Saved entries:
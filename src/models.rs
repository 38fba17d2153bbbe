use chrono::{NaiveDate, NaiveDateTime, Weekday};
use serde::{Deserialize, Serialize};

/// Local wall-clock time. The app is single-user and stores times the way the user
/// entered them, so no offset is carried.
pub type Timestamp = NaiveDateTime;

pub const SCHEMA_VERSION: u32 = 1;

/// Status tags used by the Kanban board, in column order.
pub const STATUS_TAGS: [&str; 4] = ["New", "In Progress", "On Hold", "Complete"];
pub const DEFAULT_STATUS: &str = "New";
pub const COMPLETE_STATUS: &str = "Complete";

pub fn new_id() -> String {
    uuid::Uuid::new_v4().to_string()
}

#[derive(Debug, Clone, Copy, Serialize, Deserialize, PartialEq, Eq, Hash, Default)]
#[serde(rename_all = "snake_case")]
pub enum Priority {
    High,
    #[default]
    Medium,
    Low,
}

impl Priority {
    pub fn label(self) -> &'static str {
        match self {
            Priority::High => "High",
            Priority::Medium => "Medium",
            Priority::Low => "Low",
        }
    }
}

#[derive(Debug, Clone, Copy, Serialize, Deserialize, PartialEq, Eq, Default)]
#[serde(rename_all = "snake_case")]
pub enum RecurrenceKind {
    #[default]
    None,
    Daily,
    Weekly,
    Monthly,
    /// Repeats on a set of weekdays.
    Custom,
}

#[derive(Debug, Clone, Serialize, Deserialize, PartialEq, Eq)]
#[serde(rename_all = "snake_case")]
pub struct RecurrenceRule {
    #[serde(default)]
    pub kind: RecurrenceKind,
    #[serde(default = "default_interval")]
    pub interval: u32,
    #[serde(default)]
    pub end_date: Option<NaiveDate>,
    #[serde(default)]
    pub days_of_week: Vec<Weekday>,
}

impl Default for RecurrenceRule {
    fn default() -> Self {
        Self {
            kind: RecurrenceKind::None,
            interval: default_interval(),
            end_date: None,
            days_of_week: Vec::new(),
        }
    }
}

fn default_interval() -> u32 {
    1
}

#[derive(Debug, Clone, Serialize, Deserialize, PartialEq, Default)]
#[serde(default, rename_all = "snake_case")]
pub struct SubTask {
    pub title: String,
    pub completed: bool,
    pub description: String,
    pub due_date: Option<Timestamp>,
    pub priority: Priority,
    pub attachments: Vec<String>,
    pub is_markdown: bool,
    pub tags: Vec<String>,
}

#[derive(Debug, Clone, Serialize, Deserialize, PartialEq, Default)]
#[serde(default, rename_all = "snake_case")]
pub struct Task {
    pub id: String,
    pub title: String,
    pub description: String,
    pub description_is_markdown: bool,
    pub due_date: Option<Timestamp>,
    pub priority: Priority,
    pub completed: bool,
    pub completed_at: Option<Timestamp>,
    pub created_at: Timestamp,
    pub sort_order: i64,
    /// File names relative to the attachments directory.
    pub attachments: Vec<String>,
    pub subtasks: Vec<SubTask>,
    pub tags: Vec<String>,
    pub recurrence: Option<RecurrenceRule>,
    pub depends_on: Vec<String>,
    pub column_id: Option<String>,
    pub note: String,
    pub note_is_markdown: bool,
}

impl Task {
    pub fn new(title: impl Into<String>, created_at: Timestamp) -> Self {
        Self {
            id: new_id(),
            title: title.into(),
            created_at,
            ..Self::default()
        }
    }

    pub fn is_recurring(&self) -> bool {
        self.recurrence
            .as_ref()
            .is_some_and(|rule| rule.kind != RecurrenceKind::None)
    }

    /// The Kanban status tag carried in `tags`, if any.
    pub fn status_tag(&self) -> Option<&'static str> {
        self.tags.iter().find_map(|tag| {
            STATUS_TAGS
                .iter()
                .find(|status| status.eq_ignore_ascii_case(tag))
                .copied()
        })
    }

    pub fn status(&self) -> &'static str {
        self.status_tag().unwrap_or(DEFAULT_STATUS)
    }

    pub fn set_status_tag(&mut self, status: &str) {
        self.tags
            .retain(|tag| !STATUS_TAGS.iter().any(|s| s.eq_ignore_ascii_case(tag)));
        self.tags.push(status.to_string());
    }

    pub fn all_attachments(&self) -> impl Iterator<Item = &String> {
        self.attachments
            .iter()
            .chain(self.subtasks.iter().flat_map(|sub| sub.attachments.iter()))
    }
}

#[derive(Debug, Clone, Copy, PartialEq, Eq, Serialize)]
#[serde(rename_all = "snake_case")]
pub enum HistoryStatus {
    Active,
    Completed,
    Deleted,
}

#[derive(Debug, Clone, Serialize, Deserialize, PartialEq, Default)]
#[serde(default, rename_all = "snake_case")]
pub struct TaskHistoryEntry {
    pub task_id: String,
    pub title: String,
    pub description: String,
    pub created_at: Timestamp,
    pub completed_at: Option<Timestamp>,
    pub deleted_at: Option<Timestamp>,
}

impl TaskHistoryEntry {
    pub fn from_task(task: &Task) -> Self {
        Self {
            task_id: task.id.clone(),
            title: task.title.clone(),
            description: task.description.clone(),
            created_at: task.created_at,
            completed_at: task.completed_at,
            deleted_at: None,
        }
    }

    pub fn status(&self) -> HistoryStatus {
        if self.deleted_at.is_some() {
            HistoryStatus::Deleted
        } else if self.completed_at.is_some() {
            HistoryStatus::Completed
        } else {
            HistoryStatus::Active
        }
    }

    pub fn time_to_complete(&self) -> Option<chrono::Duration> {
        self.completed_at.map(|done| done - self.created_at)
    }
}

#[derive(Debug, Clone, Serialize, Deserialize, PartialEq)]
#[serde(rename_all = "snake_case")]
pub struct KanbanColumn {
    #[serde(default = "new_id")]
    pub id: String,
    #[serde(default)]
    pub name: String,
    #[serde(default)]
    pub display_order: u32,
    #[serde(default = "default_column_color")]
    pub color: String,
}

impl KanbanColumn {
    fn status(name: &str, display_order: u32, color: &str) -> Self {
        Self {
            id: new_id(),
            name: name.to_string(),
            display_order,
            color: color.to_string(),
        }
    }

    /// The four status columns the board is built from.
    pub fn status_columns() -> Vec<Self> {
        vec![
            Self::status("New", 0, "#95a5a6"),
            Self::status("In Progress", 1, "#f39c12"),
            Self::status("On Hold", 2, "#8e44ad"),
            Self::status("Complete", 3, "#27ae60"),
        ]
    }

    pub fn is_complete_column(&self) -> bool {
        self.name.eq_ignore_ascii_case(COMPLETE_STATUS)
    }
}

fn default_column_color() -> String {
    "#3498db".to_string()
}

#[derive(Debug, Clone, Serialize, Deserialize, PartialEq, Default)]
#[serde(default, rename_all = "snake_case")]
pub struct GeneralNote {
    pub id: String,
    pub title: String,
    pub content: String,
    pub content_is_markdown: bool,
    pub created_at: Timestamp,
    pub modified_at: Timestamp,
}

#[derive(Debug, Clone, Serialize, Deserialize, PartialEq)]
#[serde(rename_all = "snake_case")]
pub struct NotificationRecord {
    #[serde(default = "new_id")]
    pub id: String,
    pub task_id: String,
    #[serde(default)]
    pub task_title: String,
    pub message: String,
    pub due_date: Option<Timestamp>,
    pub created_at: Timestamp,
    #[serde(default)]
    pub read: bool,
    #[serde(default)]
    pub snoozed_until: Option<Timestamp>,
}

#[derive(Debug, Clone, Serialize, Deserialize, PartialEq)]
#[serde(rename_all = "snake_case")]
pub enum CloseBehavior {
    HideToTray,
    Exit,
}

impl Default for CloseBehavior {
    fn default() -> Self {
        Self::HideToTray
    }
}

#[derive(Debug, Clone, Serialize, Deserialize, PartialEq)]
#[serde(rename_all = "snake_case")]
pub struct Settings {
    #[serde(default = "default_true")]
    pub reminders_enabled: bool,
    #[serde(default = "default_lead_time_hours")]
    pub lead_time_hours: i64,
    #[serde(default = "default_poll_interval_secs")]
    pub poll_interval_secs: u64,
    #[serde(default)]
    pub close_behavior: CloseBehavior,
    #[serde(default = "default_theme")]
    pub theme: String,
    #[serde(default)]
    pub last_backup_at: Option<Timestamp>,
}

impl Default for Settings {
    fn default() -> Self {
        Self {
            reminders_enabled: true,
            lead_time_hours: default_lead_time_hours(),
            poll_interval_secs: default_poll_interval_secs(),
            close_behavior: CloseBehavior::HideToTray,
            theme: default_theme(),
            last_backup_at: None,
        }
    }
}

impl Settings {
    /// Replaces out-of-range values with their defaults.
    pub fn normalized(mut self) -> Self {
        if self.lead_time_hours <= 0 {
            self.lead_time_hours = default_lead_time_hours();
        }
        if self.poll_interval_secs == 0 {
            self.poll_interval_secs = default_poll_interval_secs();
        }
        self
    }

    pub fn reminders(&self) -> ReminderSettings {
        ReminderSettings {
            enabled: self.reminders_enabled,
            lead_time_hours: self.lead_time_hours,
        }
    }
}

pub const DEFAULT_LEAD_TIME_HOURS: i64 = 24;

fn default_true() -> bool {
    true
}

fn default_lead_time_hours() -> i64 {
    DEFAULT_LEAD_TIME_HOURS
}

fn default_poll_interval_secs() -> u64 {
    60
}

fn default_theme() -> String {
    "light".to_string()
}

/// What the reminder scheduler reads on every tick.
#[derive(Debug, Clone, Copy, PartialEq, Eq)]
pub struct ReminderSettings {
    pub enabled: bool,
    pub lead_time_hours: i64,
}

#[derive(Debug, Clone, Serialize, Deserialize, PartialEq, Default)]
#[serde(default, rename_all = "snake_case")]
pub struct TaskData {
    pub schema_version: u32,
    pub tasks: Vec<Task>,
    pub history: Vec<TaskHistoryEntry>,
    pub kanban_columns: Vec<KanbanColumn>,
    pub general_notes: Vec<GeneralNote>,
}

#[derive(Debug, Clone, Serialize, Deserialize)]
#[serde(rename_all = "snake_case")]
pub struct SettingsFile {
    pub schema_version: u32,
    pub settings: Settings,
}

• PROBLEM TO WORK ON:
Exactly as written, repeat each line from the beginning of the data above to the line containing "PartialEq, Eq, Default)]", inclusive.

• EXERCISE SOLUTION:
filename src/models.rs
repository 38fba17d2153bbbe
use chrono::{NaiveDate, NaiveDateTime, Weekday};
use serde::{Deserialize, Serialize};

/// Local wall-clock time. The app is single-user and stores times the way the user
/// entered them, so no offset is carried.
pub type Timestamp = NaiveDateTime;

pub const SCHEMA_VERSION: u32 = 1;

/// Status tags used by the Kanban board, in column order.
pub const STATUS_TAGS: [&str; 4] = ["New", "In Progress", "On Hold", "Complete"];
pub const DEFAULT_STATUS: &str = "New";
pub const COMPLETE_STATUS: &str = "Complete";

pub fn new_id() -> String {
    uuid::Uuid::new_v4().to_string()
}

#[derive(Debug, Clone, Copy, Serialize, Deserialize, PartialEq, Eq, Hash, Default)]
#[serde(rename_all = "snake_case")]
pub enum Priority {
    High,
    #[default]
    Medium,
    Low,
}

impl Priority {
    pub fn label(self) -> &'static str {
        match self {
            Priority::High => "High",
            Priority::Medium => "Medium",
            Priority::Low => "Low",
        }
    }
}

#[derive(Debug, Clone, Copy, Serialize, Deserialize, PartialEq, Eq, Default)]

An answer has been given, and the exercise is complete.